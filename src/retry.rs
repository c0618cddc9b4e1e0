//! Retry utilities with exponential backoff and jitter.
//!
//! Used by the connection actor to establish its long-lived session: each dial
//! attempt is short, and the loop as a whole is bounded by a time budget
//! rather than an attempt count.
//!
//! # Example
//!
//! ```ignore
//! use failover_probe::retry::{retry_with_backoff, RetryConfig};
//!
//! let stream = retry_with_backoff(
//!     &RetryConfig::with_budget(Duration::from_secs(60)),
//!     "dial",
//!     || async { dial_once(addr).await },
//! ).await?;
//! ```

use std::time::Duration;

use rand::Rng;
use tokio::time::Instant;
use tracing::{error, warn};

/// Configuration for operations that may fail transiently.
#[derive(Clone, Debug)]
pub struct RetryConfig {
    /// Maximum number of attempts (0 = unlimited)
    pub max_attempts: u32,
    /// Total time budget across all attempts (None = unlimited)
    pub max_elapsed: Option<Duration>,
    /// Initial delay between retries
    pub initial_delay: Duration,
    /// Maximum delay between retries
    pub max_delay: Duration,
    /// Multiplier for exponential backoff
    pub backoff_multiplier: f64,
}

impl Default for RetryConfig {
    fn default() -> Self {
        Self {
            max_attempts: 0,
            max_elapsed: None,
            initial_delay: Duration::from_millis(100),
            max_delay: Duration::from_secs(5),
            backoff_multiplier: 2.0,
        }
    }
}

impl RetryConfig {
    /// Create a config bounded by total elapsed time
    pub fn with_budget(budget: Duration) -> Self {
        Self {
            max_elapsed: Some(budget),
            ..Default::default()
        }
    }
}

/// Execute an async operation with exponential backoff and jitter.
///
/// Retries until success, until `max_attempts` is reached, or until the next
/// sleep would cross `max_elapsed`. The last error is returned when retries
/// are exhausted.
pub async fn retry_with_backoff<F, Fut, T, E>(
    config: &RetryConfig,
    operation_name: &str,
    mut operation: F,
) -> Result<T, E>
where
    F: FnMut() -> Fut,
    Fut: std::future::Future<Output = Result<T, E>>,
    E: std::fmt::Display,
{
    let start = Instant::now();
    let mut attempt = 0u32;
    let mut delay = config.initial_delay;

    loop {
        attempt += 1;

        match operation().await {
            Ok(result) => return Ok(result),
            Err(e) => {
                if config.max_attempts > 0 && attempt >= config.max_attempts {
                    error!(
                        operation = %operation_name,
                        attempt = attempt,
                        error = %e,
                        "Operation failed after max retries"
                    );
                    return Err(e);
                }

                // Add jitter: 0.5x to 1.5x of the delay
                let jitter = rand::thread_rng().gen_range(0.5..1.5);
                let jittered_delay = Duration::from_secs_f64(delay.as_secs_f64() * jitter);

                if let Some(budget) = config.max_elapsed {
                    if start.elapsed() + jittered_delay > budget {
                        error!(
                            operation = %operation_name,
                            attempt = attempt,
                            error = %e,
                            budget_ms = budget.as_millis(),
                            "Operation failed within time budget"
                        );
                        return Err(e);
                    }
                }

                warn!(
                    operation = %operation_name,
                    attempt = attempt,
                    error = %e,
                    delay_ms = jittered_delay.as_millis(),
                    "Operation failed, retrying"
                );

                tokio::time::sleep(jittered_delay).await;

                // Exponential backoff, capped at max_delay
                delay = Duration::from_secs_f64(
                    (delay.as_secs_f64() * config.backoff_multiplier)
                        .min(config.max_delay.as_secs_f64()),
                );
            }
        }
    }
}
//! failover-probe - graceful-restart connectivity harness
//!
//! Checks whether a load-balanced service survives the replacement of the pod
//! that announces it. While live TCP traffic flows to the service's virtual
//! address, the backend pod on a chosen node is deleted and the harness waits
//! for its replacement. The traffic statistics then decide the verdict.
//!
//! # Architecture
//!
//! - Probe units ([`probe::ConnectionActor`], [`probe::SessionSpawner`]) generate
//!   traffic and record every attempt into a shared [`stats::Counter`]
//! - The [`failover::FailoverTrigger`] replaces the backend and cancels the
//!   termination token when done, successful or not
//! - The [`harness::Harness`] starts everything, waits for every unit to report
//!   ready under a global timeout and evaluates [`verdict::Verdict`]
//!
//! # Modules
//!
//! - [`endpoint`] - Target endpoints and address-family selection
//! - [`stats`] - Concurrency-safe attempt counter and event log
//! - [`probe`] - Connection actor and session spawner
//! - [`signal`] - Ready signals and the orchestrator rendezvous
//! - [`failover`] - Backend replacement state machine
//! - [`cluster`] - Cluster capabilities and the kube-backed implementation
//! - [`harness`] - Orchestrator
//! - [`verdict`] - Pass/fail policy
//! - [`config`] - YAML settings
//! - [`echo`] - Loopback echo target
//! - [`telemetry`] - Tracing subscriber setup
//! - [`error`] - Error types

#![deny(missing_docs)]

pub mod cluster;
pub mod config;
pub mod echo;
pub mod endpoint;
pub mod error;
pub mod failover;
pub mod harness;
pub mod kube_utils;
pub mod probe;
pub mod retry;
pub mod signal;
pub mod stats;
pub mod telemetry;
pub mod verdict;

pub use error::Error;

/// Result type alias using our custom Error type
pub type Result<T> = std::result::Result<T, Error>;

###

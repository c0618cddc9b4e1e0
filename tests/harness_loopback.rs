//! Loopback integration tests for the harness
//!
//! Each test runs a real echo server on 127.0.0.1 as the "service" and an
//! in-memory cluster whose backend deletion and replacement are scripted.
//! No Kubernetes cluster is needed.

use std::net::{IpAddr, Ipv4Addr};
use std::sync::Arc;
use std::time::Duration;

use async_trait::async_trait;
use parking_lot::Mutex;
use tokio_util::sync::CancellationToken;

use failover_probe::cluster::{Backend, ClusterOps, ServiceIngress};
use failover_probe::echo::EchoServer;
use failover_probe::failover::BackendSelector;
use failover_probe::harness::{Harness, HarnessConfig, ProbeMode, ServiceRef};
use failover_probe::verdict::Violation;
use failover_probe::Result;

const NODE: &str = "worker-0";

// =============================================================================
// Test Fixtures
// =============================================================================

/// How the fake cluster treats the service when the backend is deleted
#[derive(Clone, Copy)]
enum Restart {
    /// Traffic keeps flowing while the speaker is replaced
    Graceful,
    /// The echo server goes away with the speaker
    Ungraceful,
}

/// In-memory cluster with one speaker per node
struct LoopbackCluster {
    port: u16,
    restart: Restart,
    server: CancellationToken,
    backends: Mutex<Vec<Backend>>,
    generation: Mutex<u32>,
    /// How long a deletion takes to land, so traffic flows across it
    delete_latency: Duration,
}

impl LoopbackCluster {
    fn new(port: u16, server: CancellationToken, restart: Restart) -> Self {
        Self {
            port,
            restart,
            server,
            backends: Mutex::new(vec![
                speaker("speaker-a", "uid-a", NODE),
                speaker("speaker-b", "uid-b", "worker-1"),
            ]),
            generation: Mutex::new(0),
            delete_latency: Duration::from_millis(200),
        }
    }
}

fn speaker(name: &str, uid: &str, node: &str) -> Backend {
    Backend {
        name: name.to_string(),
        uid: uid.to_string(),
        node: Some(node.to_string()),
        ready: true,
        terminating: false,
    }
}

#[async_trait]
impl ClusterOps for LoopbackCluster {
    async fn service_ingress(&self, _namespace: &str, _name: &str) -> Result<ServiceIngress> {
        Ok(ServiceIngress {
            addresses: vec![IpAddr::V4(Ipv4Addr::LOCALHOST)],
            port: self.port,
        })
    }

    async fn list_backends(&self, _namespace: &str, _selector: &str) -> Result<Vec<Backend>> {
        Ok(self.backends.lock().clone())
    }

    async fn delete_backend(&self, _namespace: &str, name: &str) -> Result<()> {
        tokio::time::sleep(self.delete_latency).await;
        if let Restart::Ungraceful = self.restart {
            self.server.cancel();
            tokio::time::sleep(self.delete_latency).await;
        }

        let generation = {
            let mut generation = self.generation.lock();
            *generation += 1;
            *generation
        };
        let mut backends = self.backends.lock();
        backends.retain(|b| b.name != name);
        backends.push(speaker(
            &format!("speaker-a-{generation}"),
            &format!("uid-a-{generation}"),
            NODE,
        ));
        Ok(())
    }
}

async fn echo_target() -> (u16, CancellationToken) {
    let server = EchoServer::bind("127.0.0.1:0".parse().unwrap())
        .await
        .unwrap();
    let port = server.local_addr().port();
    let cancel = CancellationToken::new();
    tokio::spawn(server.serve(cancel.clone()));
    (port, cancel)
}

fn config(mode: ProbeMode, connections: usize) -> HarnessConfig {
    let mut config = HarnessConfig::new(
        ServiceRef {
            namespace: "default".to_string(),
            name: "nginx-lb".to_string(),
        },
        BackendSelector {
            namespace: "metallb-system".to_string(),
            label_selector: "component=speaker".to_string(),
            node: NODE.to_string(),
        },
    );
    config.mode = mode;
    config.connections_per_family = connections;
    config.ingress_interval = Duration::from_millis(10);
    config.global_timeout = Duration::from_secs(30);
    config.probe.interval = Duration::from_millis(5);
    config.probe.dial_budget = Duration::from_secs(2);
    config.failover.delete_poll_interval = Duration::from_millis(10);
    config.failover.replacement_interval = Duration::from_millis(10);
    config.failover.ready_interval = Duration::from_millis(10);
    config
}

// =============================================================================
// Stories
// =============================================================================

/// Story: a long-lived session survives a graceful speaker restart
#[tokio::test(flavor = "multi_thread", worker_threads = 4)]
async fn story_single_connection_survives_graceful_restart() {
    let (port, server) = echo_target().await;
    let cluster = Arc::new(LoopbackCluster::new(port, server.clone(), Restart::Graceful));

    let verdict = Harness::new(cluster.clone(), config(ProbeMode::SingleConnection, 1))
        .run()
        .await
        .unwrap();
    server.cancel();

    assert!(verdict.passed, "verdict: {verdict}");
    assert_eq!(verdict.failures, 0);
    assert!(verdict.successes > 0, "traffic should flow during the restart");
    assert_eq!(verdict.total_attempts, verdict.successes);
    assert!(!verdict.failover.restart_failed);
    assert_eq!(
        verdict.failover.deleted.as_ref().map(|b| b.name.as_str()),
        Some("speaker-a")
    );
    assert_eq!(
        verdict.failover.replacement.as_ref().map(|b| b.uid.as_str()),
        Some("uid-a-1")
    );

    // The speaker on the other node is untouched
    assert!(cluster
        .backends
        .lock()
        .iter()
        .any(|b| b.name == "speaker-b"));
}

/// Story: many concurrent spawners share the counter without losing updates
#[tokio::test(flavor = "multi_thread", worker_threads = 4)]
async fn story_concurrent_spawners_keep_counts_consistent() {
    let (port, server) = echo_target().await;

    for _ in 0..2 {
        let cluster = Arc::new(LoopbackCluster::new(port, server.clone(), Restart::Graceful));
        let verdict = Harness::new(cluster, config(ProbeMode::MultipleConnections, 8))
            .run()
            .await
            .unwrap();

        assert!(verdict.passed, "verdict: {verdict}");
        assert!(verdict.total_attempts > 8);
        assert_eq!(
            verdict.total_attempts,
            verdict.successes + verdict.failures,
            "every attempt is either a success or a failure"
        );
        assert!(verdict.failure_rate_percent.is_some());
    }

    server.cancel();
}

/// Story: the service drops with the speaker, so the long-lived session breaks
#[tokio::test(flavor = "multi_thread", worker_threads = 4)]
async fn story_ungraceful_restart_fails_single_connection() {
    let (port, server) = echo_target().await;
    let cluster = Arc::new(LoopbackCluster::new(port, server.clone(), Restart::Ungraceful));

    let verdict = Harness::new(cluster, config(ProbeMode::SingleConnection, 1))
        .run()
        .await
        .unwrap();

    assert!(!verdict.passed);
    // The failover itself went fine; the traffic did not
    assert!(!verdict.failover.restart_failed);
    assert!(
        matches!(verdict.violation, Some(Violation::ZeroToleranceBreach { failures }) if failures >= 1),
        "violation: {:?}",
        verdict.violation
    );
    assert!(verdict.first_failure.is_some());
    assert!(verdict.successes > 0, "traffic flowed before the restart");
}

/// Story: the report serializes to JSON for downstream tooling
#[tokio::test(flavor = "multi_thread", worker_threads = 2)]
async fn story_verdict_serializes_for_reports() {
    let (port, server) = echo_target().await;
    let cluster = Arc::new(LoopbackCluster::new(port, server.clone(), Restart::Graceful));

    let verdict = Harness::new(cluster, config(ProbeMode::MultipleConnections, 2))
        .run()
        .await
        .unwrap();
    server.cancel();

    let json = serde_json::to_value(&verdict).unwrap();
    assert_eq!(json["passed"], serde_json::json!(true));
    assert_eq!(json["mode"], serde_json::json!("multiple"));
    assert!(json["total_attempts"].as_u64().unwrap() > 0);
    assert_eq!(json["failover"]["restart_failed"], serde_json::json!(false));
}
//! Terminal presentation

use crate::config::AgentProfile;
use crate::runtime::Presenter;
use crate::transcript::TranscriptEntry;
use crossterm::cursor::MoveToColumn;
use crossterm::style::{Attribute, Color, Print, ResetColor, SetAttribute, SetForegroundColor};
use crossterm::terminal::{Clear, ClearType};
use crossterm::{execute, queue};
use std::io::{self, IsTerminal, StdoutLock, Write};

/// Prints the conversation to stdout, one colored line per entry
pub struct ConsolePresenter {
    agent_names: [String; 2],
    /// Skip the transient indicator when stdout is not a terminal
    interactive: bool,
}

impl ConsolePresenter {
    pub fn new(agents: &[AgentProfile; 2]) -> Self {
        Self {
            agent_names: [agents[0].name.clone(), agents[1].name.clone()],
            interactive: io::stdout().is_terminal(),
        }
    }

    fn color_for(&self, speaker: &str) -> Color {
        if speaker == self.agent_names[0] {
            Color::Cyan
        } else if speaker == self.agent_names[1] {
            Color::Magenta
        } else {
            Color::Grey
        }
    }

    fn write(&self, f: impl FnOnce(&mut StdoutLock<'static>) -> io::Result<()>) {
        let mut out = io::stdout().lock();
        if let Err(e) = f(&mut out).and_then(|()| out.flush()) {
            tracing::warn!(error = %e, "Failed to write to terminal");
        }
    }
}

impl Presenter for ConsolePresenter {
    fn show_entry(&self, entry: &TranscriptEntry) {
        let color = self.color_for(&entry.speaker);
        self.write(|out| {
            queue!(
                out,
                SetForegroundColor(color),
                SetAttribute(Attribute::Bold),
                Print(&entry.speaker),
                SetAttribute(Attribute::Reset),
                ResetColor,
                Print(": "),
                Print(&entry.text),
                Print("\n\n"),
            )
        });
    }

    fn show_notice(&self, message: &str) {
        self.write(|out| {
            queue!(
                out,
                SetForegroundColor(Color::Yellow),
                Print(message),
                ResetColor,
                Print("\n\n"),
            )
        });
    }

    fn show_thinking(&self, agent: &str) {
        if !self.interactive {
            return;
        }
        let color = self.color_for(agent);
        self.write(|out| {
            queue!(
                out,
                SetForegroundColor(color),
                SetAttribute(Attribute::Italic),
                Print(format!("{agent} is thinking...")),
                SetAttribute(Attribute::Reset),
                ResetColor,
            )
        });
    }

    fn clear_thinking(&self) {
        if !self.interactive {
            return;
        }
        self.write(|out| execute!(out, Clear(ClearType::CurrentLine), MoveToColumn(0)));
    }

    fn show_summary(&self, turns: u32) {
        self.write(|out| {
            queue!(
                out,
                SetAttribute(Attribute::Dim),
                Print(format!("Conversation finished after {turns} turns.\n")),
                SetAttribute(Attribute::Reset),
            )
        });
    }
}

###

▶ _PROBLEM DESCRIPTION_
The entries above hold the needed span. Transcribe exactly the lines from the one with "let jitter = rand::thread_rng().gen_range(0.5..1.5);" to the one with "unit to report", both included.

▶ _RESPONSE AREA_
                let jitter = rand::thread_rng().gen_range(0.5..1.5);
                let jittered_delay = Duration::from_secs_f64(delay.as_secs_f64() * jitter);

                if let Some(budget) = config.max_elapsed {
                    if start.elapsed() + jittered_delay > budget {
                        error!(
                            operation = %operation_name,
                            attempt = attempt,
                            error = %e,
                            budget_ms = budget.as_millis(),
                            "Operation failed within time budget"
                        );
                        return Err(e);
                    }
                }

                warn!(
                    operation = %operation_name,
                    attempt = attempt,
                    error = %e,
                    delay_ms = jittered_delay.as_millis(),
                    "Operation failed, retrying"
                );

                tokio::time::sleep(jittered_delay).await;

                // Exponential backoff, capped at max_delay
                delay = Duration::from_secs_f64(
                    (delay.as_secs_f64() * config.backoff_multiplier)
                        .min(config.max_delay.as_secs_f64()),
                );
            }
        }
    }
}
//! failover-probe - graceful-restart connectivity harness
//!
//! Checks whether a load-balanced service survives the replacement of the pod
//! that announces it. While live TCP traffic flows to the service's virtual
//! address, the backend pod on a chosen node is deleted and the harness waits
//! for its replacement. The traffic statistics then decide the verdict.
//!
//! # Architecture
//!
//! - Probe units ([`probe::ConnectionActor`], [`probe::SessionSpawner`]) generate
//!   traffic and record every attempt into a shared [`stats::Counter`]
//! - The [`failover::FailoverTrigger`] replaces the backend and cancels the
//!   termination token when done, successful or not
//! - The [`harness::Harness`] starts everything, waits for every unit to report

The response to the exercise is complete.